#### [YOUR ASSIGNMENT]
Below is some data. Retype exactly the lines starting at the one with "Some(p) if p.is_absolute()" and ending at the one with "pub fn load_config_file(path: &Path)".
------ RECORDS TO PROCESS
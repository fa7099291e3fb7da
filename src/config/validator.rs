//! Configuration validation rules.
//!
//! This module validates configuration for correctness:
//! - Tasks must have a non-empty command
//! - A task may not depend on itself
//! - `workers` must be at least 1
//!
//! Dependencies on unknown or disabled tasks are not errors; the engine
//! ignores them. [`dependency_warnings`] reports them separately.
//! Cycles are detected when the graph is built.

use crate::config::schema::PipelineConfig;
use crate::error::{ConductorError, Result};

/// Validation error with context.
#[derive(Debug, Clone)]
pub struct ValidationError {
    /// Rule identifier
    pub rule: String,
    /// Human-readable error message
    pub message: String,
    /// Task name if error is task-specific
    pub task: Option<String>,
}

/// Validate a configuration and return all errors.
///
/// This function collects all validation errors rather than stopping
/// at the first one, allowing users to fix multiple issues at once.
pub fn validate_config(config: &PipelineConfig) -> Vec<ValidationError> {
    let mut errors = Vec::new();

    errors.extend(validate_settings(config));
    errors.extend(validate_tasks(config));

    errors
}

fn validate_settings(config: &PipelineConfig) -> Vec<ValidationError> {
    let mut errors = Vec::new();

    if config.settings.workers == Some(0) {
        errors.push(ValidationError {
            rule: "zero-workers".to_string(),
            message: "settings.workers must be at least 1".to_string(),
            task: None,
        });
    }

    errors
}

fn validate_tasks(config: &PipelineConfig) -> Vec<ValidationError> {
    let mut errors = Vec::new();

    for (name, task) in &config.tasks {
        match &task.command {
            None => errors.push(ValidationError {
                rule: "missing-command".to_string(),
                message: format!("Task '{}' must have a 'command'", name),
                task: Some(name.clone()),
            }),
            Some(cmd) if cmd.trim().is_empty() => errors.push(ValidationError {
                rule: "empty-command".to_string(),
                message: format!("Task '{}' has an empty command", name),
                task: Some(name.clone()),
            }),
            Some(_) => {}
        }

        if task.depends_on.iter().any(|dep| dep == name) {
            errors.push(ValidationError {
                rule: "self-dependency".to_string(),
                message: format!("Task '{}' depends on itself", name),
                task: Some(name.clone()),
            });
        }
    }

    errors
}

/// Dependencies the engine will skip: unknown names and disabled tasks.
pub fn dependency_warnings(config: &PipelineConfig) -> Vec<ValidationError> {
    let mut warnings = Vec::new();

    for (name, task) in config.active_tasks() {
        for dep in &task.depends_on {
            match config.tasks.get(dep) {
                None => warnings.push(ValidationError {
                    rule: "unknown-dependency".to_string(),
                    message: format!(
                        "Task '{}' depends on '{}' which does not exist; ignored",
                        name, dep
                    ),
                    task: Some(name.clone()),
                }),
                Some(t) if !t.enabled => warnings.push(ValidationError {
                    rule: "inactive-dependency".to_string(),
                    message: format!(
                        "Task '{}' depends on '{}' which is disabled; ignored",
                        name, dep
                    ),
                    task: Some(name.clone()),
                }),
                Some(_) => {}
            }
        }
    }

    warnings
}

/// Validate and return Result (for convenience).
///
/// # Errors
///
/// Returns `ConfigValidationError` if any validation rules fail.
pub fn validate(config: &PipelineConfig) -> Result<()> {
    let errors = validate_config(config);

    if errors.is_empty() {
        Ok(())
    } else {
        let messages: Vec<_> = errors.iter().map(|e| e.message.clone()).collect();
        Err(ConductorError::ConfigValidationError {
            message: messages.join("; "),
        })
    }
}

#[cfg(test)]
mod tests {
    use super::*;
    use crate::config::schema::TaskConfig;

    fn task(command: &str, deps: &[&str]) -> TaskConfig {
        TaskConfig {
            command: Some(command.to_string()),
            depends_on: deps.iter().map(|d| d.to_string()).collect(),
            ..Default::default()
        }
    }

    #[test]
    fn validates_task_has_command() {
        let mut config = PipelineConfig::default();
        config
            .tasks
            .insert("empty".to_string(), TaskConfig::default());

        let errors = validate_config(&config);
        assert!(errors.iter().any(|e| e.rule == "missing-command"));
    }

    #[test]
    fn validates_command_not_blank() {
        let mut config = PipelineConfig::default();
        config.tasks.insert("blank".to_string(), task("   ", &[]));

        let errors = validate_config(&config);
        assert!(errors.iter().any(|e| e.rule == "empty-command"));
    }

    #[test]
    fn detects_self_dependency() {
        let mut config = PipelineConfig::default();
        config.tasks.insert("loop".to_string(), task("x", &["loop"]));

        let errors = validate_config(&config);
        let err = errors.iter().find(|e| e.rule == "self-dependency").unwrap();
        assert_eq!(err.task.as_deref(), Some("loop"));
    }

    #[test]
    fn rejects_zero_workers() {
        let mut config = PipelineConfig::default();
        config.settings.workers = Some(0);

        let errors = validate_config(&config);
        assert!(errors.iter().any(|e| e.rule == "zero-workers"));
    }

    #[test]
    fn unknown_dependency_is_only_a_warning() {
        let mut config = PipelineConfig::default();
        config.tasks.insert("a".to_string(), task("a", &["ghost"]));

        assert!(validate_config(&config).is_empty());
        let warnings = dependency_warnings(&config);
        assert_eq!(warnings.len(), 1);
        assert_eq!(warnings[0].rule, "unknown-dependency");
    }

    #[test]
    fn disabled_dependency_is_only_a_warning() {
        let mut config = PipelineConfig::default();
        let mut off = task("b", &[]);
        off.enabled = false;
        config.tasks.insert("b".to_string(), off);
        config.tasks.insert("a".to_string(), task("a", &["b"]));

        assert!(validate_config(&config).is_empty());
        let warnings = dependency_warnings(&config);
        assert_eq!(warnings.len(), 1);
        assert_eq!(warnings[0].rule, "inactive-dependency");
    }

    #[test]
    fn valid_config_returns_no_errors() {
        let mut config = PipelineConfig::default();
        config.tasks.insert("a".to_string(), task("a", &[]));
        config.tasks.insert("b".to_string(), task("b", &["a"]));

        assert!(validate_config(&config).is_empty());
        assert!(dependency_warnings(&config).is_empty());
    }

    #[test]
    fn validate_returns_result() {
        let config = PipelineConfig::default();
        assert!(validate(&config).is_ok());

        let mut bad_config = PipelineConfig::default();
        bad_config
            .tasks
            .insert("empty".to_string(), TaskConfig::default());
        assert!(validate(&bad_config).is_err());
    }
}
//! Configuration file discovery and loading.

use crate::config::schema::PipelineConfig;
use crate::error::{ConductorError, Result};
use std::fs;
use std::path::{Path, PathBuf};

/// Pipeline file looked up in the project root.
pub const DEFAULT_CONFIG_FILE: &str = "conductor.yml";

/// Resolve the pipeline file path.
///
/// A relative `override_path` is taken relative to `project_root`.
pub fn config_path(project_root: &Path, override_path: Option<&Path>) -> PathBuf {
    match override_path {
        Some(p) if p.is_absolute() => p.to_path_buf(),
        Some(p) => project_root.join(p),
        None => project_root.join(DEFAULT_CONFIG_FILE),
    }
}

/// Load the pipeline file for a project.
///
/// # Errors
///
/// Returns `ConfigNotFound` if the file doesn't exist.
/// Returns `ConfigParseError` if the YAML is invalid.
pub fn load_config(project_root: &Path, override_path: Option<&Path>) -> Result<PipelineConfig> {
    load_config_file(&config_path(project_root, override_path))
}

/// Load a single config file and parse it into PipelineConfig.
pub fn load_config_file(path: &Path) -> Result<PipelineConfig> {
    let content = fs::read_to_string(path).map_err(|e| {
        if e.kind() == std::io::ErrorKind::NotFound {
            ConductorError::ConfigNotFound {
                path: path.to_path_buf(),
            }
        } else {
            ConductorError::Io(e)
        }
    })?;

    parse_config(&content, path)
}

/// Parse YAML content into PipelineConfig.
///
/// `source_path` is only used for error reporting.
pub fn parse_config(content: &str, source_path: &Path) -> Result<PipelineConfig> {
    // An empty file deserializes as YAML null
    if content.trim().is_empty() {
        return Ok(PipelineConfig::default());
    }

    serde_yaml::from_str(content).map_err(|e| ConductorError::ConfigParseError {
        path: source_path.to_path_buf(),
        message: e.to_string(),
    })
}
------------
------ RECORDS TO PROCESS
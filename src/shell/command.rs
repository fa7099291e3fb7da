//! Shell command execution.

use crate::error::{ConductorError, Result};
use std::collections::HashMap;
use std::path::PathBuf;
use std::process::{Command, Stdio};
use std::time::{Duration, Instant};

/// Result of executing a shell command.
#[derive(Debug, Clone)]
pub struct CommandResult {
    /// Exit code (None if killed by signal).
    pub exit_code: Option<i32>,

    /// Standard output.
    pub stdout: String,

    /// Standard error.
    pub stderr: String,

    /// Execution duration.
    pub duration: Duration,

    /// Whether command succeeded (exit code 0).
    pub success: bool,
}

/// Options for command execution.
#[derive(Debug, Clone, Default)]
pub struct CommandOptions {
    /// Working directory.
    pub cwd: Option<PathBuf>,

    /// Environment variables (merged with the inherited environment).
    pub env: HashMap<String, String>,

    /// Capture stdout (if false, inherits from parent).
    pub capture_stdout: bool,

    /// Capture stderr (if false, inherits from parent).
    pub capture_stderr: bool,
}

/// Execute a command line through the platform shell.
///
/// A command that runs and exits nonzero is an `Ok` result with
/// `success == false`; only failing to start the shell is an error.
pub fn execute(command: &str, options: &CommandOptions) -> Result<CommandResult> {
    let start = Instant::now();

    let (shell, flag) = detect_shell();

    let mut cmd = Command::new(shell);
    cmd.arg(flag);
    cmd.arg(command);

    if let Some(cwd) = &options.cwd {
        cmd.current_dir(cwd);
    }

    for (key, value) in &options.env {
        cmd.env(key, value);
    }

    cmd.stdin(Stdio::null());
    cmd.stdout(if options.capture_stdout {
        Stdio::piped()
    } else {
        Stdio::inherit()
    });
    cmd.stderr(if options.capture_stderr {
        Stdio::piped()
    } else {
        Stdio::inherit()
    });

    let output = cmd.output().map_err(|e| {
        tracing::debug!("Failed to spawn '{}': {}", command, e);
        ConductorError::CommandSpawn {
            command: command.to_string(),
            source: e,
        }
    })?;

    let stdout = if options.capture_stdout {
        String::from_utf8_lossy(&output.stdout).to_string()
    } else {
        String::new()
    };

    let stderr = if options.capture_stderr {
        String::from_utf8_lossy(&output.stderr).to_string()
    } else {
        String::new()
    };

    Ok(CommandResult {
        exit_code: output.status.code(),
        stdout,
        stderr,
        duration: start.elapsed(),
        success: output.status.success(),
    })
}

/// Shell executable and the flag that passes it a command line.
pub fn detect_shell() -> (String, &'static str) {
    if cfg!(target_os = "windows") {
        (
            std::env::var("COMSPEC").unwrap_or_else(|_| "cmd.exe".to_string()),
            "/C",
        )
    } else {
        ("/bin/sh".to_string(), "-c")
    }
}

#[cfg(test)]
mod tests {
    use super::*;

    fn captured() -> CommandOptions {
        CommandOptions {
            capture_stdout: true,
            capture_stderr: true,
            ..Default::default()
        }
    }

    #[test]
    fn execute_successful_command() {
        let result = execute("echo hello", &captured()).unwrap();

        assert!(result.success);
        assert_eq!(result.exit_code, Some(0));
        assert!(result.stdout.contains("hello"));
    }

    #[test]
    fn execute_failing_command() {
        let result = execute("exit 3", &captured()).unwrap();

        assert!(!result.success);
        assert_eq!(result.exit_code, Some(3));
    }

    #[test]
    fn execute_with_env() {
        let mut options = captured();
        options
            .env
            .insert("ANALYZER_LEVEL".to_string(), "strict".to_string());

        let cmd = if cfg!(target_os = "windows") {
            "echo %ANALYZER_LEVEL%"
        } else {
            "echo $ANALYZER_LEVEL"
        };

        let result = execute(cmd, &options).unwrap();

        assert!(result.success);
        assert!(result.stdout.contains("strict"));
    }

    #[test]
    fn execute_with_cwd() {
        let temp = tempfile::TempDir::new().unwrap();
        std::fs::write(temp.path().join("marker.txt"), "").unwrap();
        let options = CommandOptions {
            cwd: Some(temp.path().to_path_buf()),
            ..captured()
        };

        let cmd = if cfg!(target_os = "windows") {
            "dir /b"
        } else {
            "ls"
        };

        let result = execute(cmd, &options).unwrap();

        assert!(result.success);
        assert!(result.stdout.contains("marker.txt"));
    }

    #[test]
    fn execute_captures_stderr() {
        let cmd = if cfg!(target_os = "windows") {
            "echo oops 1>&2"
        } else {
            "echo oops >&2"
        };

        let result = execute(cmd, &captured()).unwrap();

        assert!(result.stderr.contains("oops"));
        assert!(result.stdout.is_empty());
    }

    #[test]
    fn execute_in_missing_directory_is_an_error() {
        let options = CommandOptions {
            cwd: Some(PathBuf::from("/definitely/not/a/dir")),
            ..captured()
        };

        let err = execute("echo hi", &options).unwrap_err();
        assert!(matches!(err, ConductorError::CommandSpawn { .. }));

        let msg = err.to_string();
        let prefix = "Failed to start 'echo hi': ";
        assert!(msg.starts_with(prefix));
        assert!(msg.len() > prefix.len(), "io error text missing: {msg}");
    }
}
------------
#### [EXERCISE SOLUTION]
        Some(p) if p.is_absolute() => p.to_path_buf(),
        Some(p) => project_root.join(p),
        None => project_root.join(DEFAULT_CONFIG_FILE),
    }
}

/// Load the pipeline file for a project.
///
/// # Errors
///
/// Returns `ConfigNotFound` if the file doesn't exist.
/// Returns `ConfigParseError` if the YAML is invalid.
pub fn load_config(project_root: &Path, override_path: Option<&Path>) -> Result<PipelineConfig> {
    load_config_file(&config_path(project_root, override_path))
}

/// Load a single config file and parse it into PipelineConfig.
pub fn load_config_file(path: &Path) -> Result<PipelineConfig> {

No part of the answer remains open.